I modelli possibili per l'alta velocità ferroviaria sono essenzialmente due. Quello dei TGV francesi, con linee dedicate (solo TGV) e collegamenti fra poche grandi città; e quello degli ICE tedeschi, con poche linee AV "pure" e una forte integrazione fra servizi locali e ICE. Questo secondo modello è quello adottato con successo per vent'anni sulla "Direttissima" Firenze-Roma. Con le attuali linee AV è stata però scelta la linea francese. Una delle obiezioni principali a questa linea è che l'Italia dei cento campanili assomiglia molto di più alla Germania che non alla Francia, e che converrebbe dunque ricercare l'integrazione, sia con la struttura dei servizi che con le tariffe, invece di scommettere solo su servizi "punto a punto". Sarebbe possibile cambiare rotta? Certamente.
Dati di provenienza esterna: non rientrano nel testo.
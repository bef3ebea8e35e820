//! # Provider Catalog Module
//!
//! Providers that can be attached to a calculator, with their models and
//! billable token types
//!
//! ## Key Components
//! - [`ProviderInfo`] - Catalog entry for each provider
//! - [`get_provider`] - Retrieve a provider by id
//! - [`provider_models`] - Models offered by a provider
//! - [`token_types`] - Token types billed by a provider

use std::collections::HashMap;

#[derive(Debug, Clone)]
pub struct ProviderInfo {
    pub id: &'static str,
    pub name: &'static str,
    pub integrated: bool,
    pub models: &'static [&'static str],
    pub token_types: &'static [&'static str],
}

const DEFAULT_TOKEN_TYPES: &[&str] = &["input", "output"];

pub const PROVIDERS: &[ProviderInfo] = &[
    ProviderInfo {
        id: "openai",
        name: "OpenAI",
        integrated: true,
        models: &["GPT-4.1", "GPT-4.1 mini", "GPT-4.1 nano", "GPT-3.5 Turbo"],
        token_types: &["input", "output", "cached"],
    },
    ProviderInfo {
        id: "anthropic",
        name: "Anthropic",
        integrated: true,
        models: &["Claude 3 Opus", "Claude 3 Sonnet", "Claude 3 Haiku"],
        token_types: DEFAULT_TOKEN_TYPES,
    },
    ProviderInfo {
        id: "gemini",
        name: "Google Gemini",
        integrated: true,
        models: &["Gemini Pro", "Gemini Ultra", "Gemini Nano"],
        token_types: DEFAULT_TOKEN_TYPES,
    },
    ProviderInfo {
        id: "llama",
        name: "Meta Llama",
        integrated: true,
        models: &["Llama 3 70B", "Llama 3 8B", "Llama 2"],
        token_types: DEFAULT_TOKEN_TYPES,
    },
    // Listed but not yet integrated, so they can't be added to a calculator
    ProviderInfo {
        id: "mistral",
        name: "Mistral AI",
        integrated: false,
        models: &[],
        token_types: DEFAULT_TOKEN_TYPES,
    },
    ProviderInfo {
        id: "cohere",
        name: "Cohere",
        integrated: false,
        models: &[],
        token_types: DEFAULT_TOKEN_TYPES,
    },
];

lazy_static::lazy_static! {
    static ref PROVIDER_MAP: HashMap<&'static str, &'static ProviderInfo> = {
        let mut map = HashMap::new();
        for provider in PROVIDERS {
            map.insert(provider.id, provider);
        }
        map
    };
}

pub fn get_provider(provider_id: &str) -> Option<&'static ProviderInfo> {
    PROVIDER_MAP.get(provider_id).copied()
}

pub fn provider_models(provider_id: &str) -> &'static [&'static str] {
    get_provider(provider_id)
        .map(|provider| provider.models)
        .unwrap_or(&[])
}

pub fn token_types(provider_id: &str) -> &'static [&'static str] {
    get_provider(provider_id)
        .map(|provider| provider.token_types)
        .unwrap_or(DEFAULT_TOKEN_TYPES)
}
//! Fairvalue CLI - Command line interface for the valuation engine.
//!
//! Every command prints a JSON `ApiResponse` envelope on stdout.

use clap::{Parser, Subcommand};
use fairvalue_core::{
    calculate_buy_zone, calculate_metrics, calculate_portfolio_metrics, calculate_sell_zone,
    config, constants::DEFAULT_BASE_CURRENCY, detect_alerts, value_positions, Alert, ApiResponse,
    Position, RateProvider, RateTable, Result,
};
use serde::Serialize;
use serde_json::json;
use std::fs;
use std::path::{Path, PathBuf};
use tracing_subscriber::EnvFilter;

#[derive(Parser)]
#[command(name = "fairvalue")]
#[command(about = "Expected value, Kelly sizing and buy/sell zones for a stock portfolio")]
#[command(version)]
struct Cli {
    #[command(subcommand)]
    command: Commands,
}

#[derive(Subcommand)]
enum Commands {
    /// Calculate metrics for every position in a JSON file
    Metrics {
        /// JSON file containing an array of positions
        #[arg(short, long)]
        file: PathBuf,
        /// Raise alerts when EV moves by more than this many percentage points
        /// from the expected_value stored in the file
        #[arg(short, long)]
        alert_threshold: Option<f64>,
    },
    /// Calculate metrics and aggregate them into portfolio statistics
    Portfolio {
        /// JSON file containing an array of positions
        #[arg(short, long)]
        file: PathBuf,
        /// Exchange rates file (defaults to ~/.fairvalue/rates.json)
        #[arg(short, long)]
        rates: Option<PathBuf>,
        /// Base currency the rates are quoted against
        #[arg(short, long, default_value = DEFAULT_BASE_CURRENCY)]
        base: String,
    },
    /// Buy zone for explicit inputs
    BuyZone {
        #[command(flatten)]
        args: ZoneArgs,
    },
    /// Sell zone for explicit inputs
    SellZone {
        #[command(flatten)]
        args: ZoneArgs,
    },
}

#[derive(clap::Args)]
struct ZoneArgs {
    /// Stock symbol
    #[arg(short, long)]
    ticker: String,
    /// Fair value estimate
    #[arg(short, long, allow_hyphen_values = true)]
    fair_value: f64,
    /// Probability of the upside scenario (0 to 1)
    #[arg(short, long, default_value = "0.65", allow_hyphen_values = true)]
    probability: f64,
    /// Downside scenario in percent (negative)
    #[arg(short, long, allow_hyphen_values = true)]
    downside: f64,
    /// Current market price
    #[arg(short = 'c', long, default_value = "0", allow_hyphen_values = true)]
    price: f64,
}

fn main() {
    tracing_subscriber::fmt()
        .with_env_filter(
            EnvFilter::try_from_default_env().unwrap_or_else(|_| EnvFilter::new("warn")),
        )
        .with_writer(std::io::stderr)
        .init();

    let cli = Cli::parse();

    let output = match cli.command {
        Commands::Metrics {
            file,
            alert_threshold,
        } => render(handle_metrics(&file, alert_threshold)),
        Commands::Portfolio { file, rates, base } => render(handle_portfolio(&file, rates, &base)),
        Commands::BuyZone { args } => render(calculate_buy_zone(
            &args.ticker,
            args.fair_value,
            args.probability,
            args.downside,
            args.price,
        )),
        Commands::SellZone { args } => render(calculate_sell_zone(
            &args.ticker,
            args.fair_value,
            args.probability,
            args.downside,
            args.price,
        )),
    };

    println!("{}", output);
}

fn render<T: Serialize>(result: Result<T>) -> String {
    let rendered = match result {
        Ok(data) => serde_json::to_string_pretty(&ApiResponse::ok(data)),
        Err(e) => {
            tracing::error!("{}", e);
            serde_json::to_string_pretty(&ApiResponse::<()>::err(e.to_string()))
        }
    };
    rendered.unwrap_or_else(|e| fallback_envelope(&e.to_string()))
}

fn fallback_envelope(error: &str) -> String {
    json!({ "ok": false, "error": error }).to_string()
}

fn read_positions(path: &Path) -> Result<Vec<Position>> {
    let content = fs::read_to_string(path)?;
    Ok(serde_json::from_str(&content)?)
}

fn load_positions(path: &Path) -> Result<Vec<Position>> {
    let mut positions = read_positions(path)?;
    positions.iter_mut().for_each(calculate_metrics);
    Ok(positions)
}

/// Recalculate every position, raising alerts against the EV it arrived with.
fn recalculate_with_alerts(positions: &mut [Position], threshold_ev: f64) -> Vec<Alert> {
    positions
        .iter_mut()
        .flat_map(|position| {
            let previous_ev = position.expected_value;
            calculate_metrics(position);
            detect_alerts(previous_ev, position, threshold_ev)
        })
        .collect()
}

fn handle_metrics(file: &Path, alert_threshold: Option<f64>) -> Result<serde_json::Value> {
    match alert_threshold {
        Some(threshold) => {
            let mut positions = read_positions(file)?;
            let alerts = recalculate_with_alerts(&mut positions, threshold);
            Ok(json!({ "positions": positions, "alerts": alerts }))
        }
        None => {
            let positions = load_positions(file)?;
            Ok(json!({ "positions": positions }))
        }
    }
}

fn handle_portfolio(file: &Path, rates: Option<PathBuf>, base: &str) -> Result<serde_json::Value> {
    let positions = load_positions(file)?;
    let rates_path = rates.unwrap_or_else(config::default_rates_path);
    let table = RateTable::load(base, &rates_path)?;
    let fx_rates = table.rates_map();

    let summary = calculate_portfolio_metrics(&positions, &fx_rates);
    let valuations = value_positions(&positions, &fx_rates, &summary);

    Ok(json!({
        "base_currency": table.base_currency(),
        "summary": summary,
        "valuations": valuations,
        "positions": positions,
    }))
}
Linee AV come la Milano-Bologna prevedono per esempio alcune interconnessioni con le linee storiche che permetterebbero di utilizzarle anche per servizi di secondo livello (come accade già sulla direttissima); Trenitalia però non intende farlo – e non potrebbe neppure perché per ora, ETR a parte, mancano i locomotori attrezzati per le loro caratteristiche.